--- Assigned task ---
Using the records below, copy every line that holds the string "codec".

Records from a data source
*** Begin section ***
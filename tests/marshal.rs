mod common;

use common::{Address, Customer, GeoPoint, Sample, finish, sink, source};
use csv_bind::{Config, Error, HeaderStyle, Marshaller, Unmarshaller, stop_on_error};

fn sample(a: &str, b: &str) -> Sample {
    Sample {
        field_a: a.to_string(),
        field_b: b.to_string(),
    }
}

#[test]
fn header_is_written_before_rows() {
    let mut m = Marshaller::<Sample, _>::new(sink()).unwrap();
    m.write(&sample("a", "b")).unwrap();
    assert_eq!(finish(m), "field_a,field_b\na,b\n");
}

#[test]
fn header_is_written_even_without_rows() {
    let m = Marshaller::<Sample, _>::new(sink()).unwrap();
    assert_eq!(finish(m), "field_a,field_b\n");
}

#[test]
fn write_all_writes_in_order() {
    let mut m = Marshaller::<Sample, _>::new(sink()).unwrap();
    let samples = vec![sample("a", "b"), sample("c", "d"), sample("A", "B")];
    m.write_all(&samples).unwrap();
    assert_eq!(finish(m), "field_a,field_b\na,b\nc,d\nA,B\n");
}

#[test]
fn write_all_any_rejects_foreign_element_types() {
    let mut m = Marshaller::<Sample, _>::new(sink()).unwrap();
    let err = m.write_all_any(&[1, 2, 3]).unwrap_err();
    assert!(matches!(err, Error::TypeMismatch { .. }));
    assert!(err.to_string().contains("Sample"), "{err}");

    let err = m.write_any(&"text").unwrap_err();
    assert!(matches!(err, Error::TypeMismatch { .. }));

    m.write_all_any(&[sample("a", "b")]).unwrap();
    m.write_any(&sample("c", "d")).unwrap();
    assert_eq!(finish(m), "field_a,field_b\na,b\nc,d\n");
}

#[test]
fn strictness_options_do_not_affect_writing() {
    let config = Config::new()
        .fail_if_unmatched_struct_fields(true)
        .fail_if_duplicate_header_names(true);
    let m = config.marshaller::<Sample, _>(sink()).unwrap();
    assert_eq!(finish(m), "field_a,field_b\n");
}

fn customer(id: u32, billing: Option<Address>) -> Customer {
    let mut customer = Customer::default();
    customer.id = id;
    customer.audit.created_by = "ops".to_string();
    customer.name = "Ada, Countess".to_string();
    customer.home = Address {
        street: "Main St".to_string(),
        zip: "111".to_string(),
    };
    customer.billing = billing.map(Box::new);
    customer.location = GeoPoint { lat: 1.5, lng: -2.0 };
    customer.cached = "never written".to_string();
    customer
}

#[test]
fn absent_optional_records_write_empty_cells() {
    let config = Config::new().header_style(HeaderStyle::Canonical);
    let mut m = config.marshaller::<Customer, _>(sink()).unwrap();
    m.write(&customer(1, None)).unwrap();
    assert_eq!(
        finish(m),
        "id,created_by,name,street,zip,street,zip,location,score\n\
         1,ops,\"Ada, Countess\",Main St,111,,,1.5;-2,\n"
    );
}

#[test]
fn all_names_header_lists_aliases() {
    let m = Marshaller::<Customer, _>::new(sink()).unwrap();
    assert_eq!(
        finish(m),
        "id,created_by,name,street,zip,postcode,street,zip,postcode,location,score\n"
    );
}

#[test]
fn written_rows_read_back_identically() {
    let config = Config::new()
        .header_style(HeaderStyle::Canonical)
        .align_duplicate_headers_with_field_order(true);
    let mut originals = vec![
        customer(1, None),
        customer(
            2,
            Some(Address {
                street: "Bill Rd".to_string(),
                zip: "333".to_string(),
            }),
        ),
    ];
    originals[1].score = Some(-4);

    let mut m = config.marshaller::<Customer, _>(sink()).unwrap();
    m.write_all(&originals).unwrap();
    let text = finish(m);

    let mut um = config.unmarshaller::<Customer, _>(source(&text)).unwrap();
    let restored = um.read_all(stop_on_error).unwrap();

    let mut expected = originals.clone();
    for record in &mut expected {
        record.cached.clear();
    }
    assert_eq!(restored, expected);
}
*** End section ***
*** Begin section ***
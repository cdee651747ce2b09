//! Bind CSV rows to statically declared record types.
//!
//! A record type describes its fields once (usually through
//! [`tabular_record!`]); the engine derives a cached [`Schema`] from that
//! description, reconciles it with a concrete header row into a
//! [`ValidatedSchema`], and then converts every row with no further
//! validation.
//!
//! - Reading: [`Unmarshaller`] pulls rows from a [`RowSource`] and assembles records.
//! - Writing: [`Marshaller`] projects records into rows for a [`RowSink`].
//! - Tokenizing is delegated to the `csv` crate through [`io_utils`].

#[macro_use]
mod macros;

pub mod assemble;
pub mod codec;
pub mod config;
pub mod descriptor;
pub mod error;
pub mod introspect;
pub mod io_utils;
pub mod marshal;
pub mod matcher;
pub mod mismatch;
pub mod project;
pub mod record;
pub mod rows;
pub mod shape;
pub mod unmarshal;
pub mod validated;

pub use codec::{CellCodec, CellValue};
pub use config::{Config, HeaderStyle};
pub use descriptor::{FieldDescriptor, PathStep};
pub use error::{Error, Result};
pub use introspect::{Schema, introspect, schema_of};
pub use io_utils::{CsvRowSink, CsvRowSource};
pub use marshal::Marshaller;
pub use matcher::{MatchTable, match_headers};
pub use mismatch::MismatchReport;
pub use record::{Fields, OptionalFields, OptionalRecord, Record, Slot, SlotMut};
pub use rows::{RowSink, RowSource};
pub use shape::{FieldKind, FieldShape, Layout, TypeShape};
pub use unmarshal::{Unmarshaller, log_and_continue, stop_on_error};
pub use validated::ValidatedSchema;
*** End section ***
*** Begin section ***
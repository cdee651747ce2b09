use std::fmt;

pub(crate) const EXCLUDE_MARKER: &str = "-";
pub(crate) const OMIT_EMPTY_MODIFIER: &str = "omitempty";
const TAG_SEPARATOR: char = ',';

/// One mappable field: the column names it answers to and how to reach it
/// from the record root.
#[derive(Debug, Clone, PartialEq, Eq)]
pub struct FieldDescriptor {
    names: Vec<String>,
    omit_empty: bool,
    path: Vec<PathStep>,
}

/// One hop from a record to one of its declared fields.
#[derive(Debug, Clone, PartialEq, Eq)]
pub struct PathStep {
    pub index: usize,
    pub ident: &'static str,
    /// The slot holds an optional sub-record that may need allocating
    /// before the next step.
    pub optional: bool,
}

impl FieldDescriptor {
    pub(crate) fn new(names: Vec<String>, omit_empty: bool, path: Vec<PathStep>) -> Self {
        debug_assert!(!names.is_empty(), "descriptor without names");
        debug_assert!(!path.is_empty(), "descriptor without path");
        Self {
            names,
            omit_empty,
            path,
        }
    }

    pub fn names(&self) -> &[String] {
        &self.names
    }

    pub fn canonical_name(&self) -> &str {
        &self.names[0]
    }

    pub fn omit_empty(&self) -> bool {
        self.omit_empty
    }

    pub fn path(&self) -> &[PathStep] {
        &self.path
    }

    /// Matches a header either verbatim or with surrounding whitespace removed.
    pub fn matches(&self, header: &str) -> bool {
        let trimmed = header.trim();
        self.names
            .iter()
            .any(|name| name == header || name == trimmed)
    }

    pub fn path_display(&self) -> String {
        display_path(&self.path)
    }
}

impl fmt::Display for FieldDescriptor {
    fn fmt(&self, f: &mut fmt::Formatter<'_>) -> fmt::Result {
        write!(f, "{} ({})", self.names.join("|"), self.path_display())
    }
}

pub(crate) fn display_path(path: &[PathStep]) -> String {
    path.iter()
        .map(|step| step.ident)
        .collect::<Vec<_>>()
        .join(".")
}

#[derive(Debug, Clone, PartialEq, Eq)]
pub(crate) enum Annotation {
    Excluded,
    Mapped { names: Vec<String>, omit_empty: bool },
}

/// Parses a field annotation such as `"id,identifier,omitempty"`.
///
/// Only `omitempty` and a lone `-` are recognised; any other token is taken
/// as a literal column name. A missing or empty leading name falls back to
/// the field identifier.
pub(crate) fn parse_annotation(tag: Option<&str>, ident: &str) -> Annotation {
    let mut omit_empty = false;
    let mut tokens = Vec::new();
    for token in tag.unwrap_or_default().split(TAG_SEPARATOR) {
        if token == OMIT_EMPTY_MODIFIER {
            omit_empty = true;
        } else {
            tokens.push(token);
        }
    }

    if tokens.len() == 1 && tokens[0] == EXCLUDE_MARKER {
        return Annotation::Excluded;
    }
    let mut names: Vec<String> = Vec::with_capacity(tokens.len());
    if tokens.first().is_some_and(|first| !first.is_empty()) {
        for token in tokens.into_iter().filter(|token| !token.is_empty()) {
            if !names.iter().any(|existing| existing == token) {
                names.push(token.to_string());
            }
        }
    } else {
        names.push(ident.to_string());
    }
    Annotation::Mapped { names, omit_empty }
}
*** End section ***
--- Result of the exercise ---
pub mod codec;
pub use codec::{CellCodec, CellValue};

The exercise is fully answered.